Requirement
Write out once more the lines running from the top of the entries below to the line with "let dir = match", both ends included.

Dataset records
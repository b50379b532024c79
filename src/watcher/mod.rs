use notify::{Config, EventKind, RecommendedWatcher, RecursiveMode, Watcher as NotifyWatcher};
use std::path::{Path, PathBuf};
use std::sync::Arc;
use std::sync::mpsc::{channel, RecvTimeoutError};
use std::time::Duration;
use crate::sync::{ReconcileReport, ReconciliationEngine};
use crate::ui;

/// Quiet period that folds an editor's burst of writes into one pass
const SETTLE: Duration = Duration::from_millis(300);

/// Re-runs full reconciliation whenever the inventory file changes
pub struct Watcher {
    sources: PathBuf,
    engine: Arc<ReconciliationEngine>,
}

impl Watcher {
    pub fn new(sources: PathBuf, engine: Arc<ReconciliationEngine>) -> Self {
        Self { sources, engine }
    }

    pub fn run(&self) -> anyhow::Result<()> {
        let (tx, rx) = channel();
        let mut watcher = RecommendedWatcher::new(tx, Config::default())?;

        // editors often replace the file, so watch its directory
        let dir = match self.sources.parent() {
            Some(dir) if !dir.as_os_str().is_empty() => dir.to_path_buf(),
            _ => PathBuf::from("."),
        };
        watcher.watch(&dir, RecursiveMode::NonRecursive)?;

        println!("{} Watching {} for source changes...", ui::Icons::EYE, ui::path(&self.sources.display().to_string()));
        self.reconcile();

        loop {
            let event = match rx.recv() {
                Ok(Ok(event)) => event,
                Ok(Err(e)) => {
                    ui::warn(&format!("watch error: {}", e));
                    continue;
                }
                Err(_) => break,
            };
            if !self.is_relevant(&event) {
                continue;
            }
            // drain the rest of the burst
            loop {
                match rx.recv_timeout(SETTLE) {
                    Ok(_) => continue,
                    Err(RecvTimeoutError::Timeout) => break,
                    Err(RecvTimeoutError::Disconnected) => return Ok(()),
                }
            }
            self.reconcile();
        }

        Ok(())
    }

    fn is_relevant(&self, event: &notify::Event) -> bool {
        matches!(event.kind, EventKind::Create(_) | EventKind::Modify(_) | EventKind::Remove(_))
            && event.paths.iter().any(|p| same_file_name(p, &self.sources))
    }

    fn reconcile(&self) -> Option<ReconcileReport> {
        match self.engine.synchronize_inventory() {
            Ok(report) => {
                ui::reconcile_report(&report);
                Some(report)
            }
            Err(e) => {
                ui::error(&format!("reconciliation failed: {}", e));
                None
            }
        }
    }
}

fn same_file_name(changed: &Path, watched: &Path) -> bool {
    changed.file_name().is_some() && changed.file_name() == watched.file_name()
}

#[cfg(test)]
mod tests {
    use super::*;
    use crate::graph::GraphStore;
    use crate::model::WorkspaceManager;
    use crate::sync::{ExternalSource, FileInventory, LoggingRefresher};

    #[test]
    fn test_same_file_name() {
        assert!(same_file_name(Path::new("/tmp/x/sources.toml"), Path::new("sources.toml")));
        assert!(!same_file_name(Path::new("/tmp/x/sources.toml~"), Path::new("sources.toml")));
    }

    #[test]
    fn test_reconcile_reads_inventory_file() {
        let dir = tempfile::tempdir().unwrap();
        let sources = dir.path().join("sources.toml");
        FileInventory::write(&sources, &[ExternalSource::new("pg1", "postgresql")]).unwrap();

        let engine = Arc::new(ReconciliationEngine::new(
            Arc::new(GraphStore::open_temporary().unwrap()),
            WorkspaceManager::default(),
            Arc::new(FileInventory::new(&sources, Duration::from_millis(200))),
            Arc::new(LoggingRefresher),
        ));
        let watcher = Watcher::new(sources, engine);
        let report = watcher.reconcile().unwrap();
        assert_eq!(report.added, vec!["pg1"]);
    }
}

Answer to this problem
repository b50379b532024c79
filename src/watcher/mod.rs
use notify::{Config, EventKind, RecommendedWatcher, RecursiveMode, Watcher as NotifyWatcher};
use std::path::{Path, PathBuf};
use std::sync::Arc;
use std::sync::mpsc::{channel, RecvTimeoutError};
use std::time::Duration;
use crate::sync::{ReconcileReport, ReconciliationEngine};
use crate::ui;

/// Quiet period that folds an editor's burst of writes into one pass
const SETTLE: Duration = Duration::from_millis(300);

/// Re-runs full reconciliation whenever the inventory file changes
pub struct Watcher {
    sources: PathBuf,
    engine: Arc<ReconciliationEngine>,
}

impl Watcher {
    pub fn new(sources: PathBuf, engine: Arc<ReconciliationEngine>) -> Self {
        Self { sources, engine }
    }

    pub fn run(&self) -> anyhow::Result<()> {
        let (tx, rx) = channel();
        let mut watcher = RecommendedWatcher::new(tx, Config::default())?;

        // editors often replace the file, so watch its directory
        let dir = match self.sources.parent() {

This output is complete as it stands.